(Collected data entries)
══════════

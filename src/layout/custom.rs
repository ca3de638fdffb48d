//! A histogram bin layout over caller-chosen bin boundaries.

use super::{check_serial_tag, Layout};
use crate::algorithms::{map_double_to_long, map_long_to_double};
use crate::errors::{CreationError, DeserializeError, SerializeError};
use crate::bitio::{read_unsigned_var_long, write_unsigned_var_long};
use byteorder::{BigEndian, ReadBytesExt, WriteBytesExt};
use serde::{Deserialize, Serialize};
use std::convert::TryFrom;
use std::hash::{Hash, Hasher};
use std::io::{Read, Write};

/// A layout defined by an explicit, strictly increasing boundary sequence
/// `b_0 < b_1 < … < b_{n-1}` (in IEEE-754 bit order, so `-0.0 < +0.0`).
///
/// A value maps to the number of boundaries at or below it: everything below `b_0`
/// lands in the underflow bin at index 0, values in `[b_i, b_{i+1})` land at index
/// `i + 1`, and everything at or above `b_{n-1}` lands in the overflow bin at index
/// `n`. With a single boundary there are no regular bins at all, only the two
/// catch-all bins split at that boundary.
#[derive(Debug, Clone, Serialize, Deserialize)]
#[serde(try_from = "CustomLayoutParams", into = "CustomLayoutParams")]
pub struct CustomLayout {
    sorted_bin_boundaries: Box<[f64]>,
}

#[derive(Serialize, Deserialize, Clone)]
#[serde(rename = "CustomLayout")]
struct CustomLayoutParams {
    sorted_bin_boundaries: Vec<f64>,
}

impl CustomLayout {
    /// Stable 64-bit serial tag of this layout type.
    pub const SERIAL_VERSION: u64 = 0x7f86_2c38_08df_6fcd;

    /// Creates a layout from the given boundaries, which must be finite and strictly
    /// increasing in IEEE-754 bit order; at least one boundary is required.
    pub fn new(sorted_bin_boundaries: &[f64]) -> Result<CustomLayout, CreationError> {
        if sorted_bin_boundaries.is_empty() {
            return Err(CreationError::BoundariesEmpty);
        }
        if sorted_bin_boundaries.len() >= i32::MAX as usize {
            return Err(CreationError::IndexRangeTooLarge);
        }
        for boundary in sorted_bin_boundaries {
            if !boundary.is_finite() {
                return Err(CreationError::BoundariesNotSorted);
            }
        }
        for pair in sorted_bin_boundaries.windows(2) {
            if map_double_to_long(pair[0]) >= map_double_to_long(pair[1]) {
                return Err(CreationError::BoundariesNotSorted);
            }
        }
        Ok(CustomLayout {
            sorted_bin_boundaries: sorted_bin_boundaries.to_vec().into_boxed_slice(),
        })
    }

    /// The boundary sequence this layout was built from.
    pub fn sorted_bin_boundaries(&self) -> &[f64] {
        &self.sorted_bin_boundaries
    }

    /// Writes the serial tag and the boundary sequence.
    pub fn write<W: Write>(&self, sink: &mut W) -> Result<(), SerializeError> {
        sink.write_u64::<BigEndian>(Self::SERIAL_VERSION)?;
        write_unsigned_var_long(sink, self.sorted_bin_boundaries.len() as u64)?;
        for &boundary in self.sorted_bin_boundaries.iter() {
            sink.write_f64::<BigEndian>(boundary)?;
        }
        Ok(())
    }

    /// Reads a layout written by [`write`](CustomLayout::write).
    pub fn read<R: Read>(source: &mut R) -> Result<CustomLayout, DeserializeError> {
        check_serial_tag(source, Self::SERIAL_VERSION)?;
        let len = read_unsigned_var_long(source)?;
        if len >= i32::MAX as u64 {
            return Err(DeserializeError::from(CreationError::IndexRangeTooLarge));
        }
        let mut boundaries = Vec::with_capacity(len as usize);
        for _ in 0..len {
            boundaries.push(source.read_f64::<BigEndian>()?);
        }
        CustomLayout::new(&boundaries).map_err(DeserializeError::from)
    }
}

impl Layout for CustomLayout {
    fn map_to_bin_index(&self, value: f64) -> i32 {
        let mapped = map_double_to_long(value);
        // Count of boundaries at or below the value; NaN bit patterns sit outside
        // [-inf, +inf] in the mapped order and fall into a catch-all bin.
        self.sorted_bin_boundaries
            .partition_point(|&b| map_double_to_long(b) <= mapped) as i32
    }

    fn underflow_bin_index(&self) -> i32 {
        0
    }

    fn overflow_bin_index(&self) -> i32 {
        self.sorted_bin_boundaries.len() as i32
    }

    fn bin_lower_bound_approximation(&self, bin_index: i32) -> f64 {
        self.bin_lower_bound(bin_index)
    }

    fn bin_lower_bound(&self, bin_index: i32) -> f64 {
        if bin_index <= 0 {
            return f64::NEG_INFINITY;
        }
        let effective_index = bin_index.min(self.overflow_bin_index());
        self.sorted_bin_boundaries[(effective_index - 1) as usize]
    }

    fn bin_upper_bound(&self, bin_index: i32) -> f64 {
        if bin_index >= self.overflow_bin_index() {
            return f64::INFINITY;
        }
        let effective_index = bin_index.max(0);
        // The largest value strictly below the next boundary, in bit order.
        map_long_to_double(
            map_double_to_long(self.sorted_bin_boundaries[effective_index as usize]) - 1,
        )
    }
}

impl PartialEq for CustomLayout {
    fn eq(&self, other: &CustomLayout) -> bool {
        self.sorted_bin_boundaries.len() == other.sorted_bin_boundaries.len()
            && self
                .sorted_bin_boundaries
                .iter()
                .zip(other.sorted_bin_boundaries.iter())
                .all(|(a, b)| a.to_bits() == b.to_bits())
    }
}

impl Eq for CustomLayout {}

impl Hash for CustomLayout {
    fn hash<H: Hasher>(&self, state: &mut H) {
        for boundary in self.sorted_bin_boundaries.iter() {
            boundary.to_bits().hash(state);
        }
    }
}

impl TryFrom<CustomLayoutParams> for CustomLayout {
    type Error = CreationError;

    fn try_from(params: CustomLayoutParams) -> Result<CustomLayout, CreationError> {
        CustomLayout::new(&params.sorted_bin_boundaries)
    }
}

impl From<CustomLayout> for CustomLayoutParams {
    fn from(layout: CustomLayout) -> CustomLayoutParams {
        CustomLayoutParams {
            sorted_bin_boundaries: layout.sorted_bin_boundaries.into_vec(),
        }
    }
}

══════════

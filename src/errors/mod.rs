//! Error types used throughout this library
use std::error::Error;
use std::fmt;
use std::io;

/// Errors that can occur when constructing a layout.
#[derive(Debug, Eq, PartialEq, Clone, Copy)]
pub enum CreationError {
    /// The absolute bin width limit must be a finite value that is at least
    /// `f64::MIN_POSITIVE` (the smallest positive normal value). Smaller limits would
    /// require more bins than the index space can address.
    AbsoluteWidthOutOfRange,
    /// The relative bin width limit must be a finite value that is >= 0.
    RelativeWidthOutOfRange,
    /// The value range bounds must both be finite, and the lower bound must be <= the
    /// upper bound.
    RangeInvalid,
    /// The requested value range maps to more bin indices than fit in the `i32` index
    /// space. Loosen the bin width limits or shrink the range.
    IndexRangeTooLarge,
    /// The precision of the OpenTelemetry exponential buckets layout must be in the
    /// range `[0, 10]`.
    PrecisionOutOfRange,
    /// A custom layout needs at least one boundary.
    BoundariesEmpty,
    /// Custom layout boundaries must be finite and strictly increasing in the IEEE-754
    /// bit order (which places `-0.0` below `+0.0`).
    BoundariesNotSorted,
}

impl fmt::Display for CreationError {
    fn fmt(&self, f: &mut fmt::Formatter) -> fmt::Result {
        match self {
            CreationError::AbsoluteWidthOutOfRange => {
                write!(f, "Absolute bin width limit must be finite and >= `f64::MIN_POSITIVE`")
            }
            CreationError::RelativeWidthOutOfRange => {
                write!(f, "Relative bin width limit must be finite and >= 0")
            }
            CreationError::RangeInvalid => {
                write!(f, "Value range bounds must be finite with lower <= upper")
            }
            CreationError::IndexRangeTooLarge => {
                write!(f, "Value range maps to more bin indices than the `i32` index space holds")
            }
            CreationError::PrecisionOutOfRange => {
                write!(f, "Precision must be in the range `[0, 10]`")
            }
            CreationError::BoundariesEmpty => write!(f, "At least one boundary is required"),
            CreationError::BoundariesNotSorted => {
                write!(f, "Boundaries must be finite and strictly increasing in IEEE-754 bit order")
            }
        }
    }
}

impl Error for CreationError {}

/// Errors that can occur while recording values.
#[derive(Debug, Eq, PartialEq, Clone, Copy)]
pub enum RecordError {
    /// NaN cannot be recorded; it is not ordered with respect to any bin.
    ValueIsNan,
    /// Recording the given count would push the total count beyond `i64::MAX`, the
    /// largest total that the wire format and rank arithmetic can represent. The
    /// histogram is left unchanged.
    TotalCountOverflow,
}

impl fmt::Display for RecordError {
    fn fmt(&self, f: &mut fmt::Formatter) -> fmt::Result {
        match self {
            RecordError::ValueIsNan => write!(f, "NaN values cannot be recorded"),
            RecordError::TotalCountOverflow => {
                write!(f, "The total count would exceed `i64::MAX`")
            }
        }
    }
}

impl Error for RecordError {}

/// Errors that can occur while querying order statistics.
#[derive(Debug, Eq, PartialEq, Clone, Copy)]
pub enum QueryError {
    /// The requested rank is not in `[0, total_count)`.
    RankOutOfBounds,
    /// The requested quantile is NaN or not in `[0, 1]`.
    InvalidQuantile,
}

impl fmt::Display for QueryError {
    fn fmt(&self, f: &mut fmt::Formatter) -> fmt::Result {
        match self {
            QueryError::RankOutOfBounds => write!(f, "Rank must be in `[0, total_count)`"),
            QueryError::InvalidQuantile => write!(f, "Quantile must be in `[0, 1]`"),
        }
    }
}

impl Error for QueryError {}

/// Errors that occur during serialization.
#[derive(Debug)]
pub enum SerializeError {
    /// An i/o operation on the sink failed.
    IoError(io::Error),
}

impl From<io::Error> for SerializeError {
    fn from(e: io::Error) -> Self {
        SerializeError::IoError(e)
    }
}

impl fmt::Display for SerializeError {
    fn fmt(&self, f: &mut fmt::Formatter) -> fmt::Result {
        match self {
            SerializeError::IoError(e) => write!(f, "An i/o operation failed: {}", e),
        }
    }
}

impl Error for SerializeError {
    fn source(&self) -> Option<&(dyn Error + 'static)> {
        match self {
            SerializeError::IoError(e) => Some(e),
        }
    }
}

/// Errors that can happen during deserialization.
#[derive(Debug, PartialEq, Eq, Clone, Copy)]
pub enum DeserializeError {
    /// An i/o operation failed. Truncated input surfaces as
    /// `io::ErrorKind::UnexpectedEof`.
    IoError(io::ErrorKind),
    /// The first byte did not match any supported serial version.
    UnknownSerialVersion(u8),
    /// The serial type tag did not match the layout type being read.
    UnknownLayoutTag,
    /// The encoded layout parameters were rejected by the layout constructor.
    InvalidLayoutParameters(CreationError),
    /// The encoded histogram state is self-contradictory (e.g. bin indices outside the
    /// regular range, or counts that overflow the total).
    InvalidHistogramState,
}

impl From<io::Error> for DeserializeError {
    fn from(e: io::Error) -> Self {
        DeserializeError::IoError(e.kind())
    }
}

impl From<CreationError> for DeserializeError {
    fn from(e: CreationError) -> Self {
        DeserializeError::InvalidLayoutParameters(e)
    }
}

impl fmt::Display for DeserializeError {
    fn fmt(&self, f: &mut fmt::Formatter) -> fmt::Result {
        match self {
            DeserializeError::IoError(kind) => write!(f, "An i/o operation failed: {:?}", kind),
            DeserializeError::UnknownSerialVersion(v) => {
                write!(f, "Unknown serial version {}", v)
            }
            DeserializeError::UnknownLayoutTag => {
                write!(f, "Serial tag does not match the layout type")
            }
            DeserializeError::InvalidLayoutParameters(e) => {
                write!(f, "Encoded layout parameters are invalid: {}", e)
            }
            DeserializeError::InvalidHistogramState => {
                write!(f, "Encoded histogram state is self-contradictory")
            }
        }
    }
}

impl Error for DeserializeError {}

══════════

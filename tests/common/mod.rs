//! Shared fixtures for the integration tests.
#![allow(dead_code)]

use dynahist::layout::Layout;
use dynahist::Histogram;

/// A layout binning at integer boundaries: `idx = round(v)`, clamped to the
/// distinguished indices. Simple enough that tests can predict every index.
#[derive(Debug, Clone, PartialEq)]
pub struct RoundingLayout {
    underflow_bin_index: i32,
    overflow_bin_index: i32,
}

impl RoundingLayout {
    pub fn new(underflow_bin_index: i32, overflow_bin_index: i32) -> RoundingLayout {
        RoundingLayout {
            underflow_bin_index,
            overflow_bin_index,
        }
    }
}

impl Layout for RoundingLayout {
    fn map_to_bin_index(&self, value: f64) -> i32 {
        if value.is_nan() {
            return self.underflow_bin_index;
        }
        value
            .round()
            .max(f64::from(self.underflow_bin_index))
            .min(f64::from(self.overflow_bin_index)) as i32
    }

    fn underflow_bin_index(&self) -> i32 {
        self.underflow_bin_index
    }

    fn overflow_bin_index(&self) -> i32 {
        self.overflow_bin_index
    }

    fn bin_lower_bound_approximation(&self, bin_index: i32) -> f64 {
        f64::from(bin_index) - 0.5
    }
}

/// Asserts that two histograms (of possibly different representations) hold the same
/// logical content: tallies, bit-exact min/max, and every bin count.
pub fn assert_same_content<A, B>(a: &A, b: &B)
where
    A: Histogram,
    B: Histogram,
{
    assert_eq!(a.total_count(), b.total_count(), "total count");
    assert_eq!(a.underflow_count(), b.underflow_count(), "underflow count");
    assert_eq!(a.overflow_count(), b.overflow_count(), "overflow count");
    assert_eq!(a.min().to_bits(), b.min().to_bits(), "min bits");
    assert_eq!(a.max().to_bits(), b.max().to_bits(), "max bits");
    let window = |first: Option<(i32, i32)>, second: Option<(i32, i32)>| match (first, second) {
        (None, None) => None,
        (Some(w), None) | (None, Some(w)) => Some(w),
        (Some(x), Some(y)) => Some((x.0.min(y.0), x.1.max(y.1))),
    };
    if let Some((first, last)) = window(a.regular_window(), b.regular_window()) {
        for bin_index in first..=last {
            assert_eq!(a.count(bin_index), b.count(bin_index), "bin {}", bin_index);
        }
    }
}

══════════

EXERCISE DIRECTIONS>
Scan the data above and report each line in which "source" is present.

RESPONSE TO THE EXERCISE>
    pub fn read<R: Read>(source: &mut R) -> Result<CustomLayout, DeserializeError> {
        check_serial_tag(source, Self::SERIAL_VERSION)?;
        let len = read_unsigned_var_long(source)?;
            boundaries.push(source.read_f64::<BigEndian>()?);
    fn source(&self) -> Option<&(dyn Error + 'static)> {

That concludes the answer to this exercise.